=== Exercise inputs ===

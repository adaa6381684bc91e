//! Deterministic `.tar.gz` bundles for upload.
//!
//! Entries are written in path order with zeroed owners and timestamps, so the same
//! inputs always produce byte-identical archives and therefore the same digest.

use anyhow::{bail, Context, Result};
use flate2::write::GzEncoder;
use flate2::Compression;
use sha2::{Digest, Sha256};
use std::collections::BTreeMap;
use std::fs::{self, OpenOptions};
use std::io::Write;
use std::os::unix::fs::{OpenOptionsExt, PermissionsExt};
use std::path::{Path, PathBuf};
use tar::{EntryType, Header};

const DIR_MODE: u32 = 0o755;
const FILE_MODE: u32 = 0o644;
const EXEC_MODE: u32 = 0o755;

#[derive(Debug, Clone, PartialEq, Eq)]
enum Entry {
    Dir,
    File { data: Vec<u8>, mode: u32 },
}

/// A written archive.
#[derive(Debug, Clone, PartialEq, Eq)]
pub struct Bundle {
    pub path: PathBuf,
    /// SHA-256 of the archive bytes
    pub digest: String,
}

#[derive(Debug, Default)]
pub struct BundleBuilder {
    entries: BTreeMap<String, Entry>,
}

fn check_archive_path(path: &str) -> Result<()> {
    // split keeps empty segments, so "/abs" and "a//b" are caught here too
    if path
        .split('/')
        .any(|segment| matches!(segment, "" | "." | ".."))
    {
        bail!("Invalid bundle path '{}'", path);
    }
    Ok(())
}

impl BundleBuilder {
    pub fn new() -> Self {
        Self::default()
    }

    fn add_parents(&mut self, path: &str) {
        let mut prefix = String::new();
        let parts: Vec<&str> = path.split('/').collect();
        for part in &parts[..parts.len().saturating_sub(1)] {
            if !prefix.is_empty() {
                prefix.push('/');
            }
            prefix.push_str(part);
            self.entries.entry(prefix.clone()).or_insert(Entry::Dir);
        }
    }

    pub fn add_bytes(&mut self, path: &str, data: impl Into<Vec<u8>>, mode: u32) -> Result<()> {
        check_archive_path(path)?;
        self.add_parents(path);
        self.entries.insert(
            path.to_string(),
            Entry::File {
                data: data.into(),
                mode,
            },
        );
        Ok(())
    }

    pub fn add_dir(&mut self, path: &str) -> Result<()> {
        check_archive_path(path)?;
        self.add_parents(path);
        self.entries.insert(path.to_string(), Entry::Dir);
        Ok(())
    }

    /// Add a local file or directory tree under `prefix`. Symlinks are skipped.
    pub fn add_path(&mut self, prefix: &str, local: &Path) -> Result<()> {
        let meta = fs::symlink_metadata(local)
            .with_context(|| format!("Failed to read {:?}", local))?;
        if meta.file_type().is_symlink() {
            tracing::warn!("Skipping symlink {:?}", local);
            return Ok(());
        }
        if meta.is_dir() {
            self.add_dir(prefix)?;
            let mut children: Vec<_> = fs::read_dir(local)
                .with_context(|| format!("Failed to list {:?}", local))?
                .collect::<std::io::Result<Vec<_>>>()?;
            children.sort_by_key(|e| e.file_name());
            for child in children {
                let name = child.file_name();
                let name = name
                    .to_str()
                    .ok_or_else(|| anyhow::anyhow!("Non UTF-8 file name in {:?}", local))?;
                self.add_path(&format!("{}/{}", prefix, name), &child.path())?;
            }
            Ok(())
        } else {
            let data = fs::read(local).with_context(|| format!("Failed to read {:?}", local))?;
            let mode = if meta.permissions().mode() & 0o111 != 0 {
                EXEC_MODE
            } else {
                FILE_MODE
            };
            self.add_bytes(prefix, data, mode)
        }
    }

    pub fn is_dir(&self, path: &str) -> bool {
        matches!(self.entries.get(path), Some(Entry::Dir))
    }

    /// Regular files, relative to the archive root.
    pub fn files(&self) -> Vec<String> {
        self.entries
            .iter()
            .filter(|(_, e)| matches!(e, Entry::File { .. }))
            .map(|(p, _)| p.clone())
            .collect()
    }

    /// Files under `prefix`, relative to it.
    pub fn files_under(&self, prefix: &str) -> Vec<String> {
        let lead = format!("{}/", prefix);
        self.files()
            .into_iter()
            .filter_map(|p| p.strip_prefix(&lead).map(String::from))
            .collect()
    }

    /// Content digest of every entry at or under `prefix`; independent of compression.
    pub fn digest_of(&self, prefix: &str) -> String {
        let lead = format!("{}/", prefix);
        let mut hasher = Sha256::new();
        for (path, entry) in &self.entries {
            if path != prefix && !path.starts_with(&lead) {
                continue;
            }
            hasher.update(path.as_bytes());
            hasher.update([0]);
            match entry {
                Entry::Dir => hasher.update(b"d"),
                Entry::File { data, mode } => {
                    hasher.update(format!("f{:o}:{}", mode, data.len()).as_bytes());
                    hasher.update([0]);
                    hasher.update(data);
                }
            }
            hasher.update([0]);
        }
        format!("{:x}", hasher.finalize())
    }

    /// Write the archive to `out` with mode 0600.
    pub fn write(&self, out: &Path) -> Result<Bundle> {
        let file = OpenOptions::new()
            .write(true)
            .create(true)
            .truncate(true)
            .mode(0o600)
            .open(out)
            .with_context(|| format!("Failed to create bundle {:?}", out))?;
        let mut builder = tar::Builder::new(GzEncoder::new(file, Compression::default()));

        for (path, entry) in &self.entries {
            let mut header = Header::new_gnu();
            header.set_mtime(0);
            header.set_uid(0);
            header.set_gid(0);
            match entry {
                Entry::Dir => {
                    header.set_entry_type(EntryType::Directory);
                    header.set_mode(DIR_MODE);
                    header.set_size(0);
                    header.set_cksum();
                    builder.append_data(&mut header, path, std::io::empty())?;
                }
                Entry::File { data, mode } => {
                    header.set_entry_type(EntryType::Regular);
                    header.set_mode(*mode);
                    header.set_size(data.len() as u64);
                    header.set_cksum();
                    builder.append_data(&mut header, path, data.as_slice())?;
                }
            }
        }

        let mut encoder = builder.into_inner().context("Failed to finish tar stream")?;
        encoder.flush()?;
        encoder.finish().context("Failed to finish gzip stream")?;

        let bytes = fs::read(out).with_context(|| format!("Failed to read back {:?}", out))?;
        Ok(Bundle {
            path: out.to_path_buf(),
            digest: format!("{:x}", Sha256::digest(&bytes)),
        })
    }
}

#[cfg(test)]
mod tests {
    use super::*;
    use flate2::read::GzDecoder;
    use tempfile::TempDir;

    fn sample_tree(dir: &Path) {
        fs::create_dir_all(dir.join("ctx/src")).unwrap();
        fs::write(dir.join("ctx/Dockerfile"), "FROM scratch\n").unwrap();
        fs::write(dir.join("ctx/src/main.sh"), "echo hi\n").unwrap();
        fs::set_permissions(dir.join("ctx/src/main.sh"), fs::Permissions::from_mode(0o755))
            .unwrap();
    }

    #[test]
    fn test_invalid_paths_rejected() {
        let mut builder = BundleBuilder::new();
        assert!(builder.add_bytes("/abs", "x", FILE_MODE).is_err());
        assert!(builder.add_bytes("../up", "x", FILE_MODE).is_err());
        assert!(builder.add_bytes("", "x", FILE_MODE).is_err());
        assert!(builder.add_bytes("a/./b", "x", FILE_MODE).is_err());
        assert!(builder.add_bytes("a//b", "x", FILE_MODE).is_err());
        assert!(builder.files().is_empty());
    }

    #[test]
    fn test_files_and_parents() {
        let dir = TempDir::new().unwrap();
        sample_tree(dir.path());
        let mut builder = BundleBuilder::new();
        builder.add_bytes("compose.yml", "name: web\n", FILE_MODE).unwrap();
        builder.add_path("build", &dir.path().join("ctx")).unwrap();

        assert_eq!(
            builder.files(),
            vec!["build/Dockerfile", "build/src/main.sh", "compose.yml"]
        );
        assert_eq!(builder.files_under("build"), vec!["Dockerfile", "src/main.sh"]);
        assert!(builder.is_dir("build/src"));
    }

    #[test]
    fn test_identical_inputs_identical_digest() {
        let dir = TempDir::new().unwrap();
        sample_tree(dir.path());

        let build = |out: &str| {
            let mut builder = BundleBuilder::new();
            builder.add_bytes("compose.yml", "name: web\n", FILE_MODE).unwrap();
            builder.add_path("build", &dir.path().join("ctx")).unwrap();
            builder.write(&dir.path().join(out)).unwrap()
        };
        let a = build("a.tar.gz");
        let b = build("b.tar.gz");
        assert_eq!(a.digest, b.digest);
        assert_eq!(a.digest.len(), 64);
    }

    #[test]
    fn test_digest_of_prefix_ignores_siblings() {
        let mut a = BundleBuilder::new();
        a.add_bytes("build/Dockerfile", "FROM scratch", FILE_MODE).unwrap();
        a.add_bytes("compose.yml", "v1", FILE_MODE).unwrap();
        let mut b = BundleBuilder::new();
        b.add_bytes("build/Dockerfile", "FROM scratch", FILE_MODE).unwrap();
        b.add_bytes("compose.yml", "v2", FILE_MODE).unwrap();
        assert_eq!(a.digest_of("build"), b.digest_of("build"));
        assert_ne!(a.digest_of("compose.yml"), b.digest_of("compose.yml"));
    }

    #[test]
    fn test_archive_contents_and_modes() {
        let dir = TempDir::new().unwrap();
        sample_tree(dir.path());
        let mut builder = BundleBuilder::new();
        builder.add_path("build", &dir.path().join("ctx")).unwrap();
        builder.add_bytes("db_password", "hunter2", 0o600).unwrap();
        let bundle = builder.write(&dir.path().join("out.tar.gz")).unwrap();

        let archive_mode = fs::metadata(&bundle.path).unwrap().permissions().mode();
        assert_eq!(archive_mode & 0o777, 0o600);

        let file = fs::File::open(&bundle.path).unwrap();
        let mut archive = tar::Archive::new(GzDecoder::new(file));
        let mut seen = Vec::new();
        for entry in archive.entries().unwrap() {
            let entry = entry.unwrap();
            let path = entry.path().unwrap().display().to_string();
            let mode = entry.header().mode().unwrap();
            assert_eq!(entry.header().mtime().unwrap(), 0);
            seen.push((path.trim_end_matches('/').to_string(), mode));
        }
        assert!(seen.contains(&("build".to_string(), 0o755)));
        assert!(seen.contains(&("build/src/main.sh".to_string(), 0o755)));
        assert!(seen.contains(&("build/Dockerfile".to_string(), 0o644)));
        assert!(seen.contains(&("db_password".to_string(), 0o600)));
    }
}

===

| Problem to solve |
Lines holding the string "lead" must be copied out of the entries above.

| Result below |
        let lead = format!("{}/", prefix);
            .filter_map(|p| p.strip_prefix(&lead).map(String::from))
        let lead = format!("{}/", prefix);
            if path != prefix && !path.starts_with(&lead) {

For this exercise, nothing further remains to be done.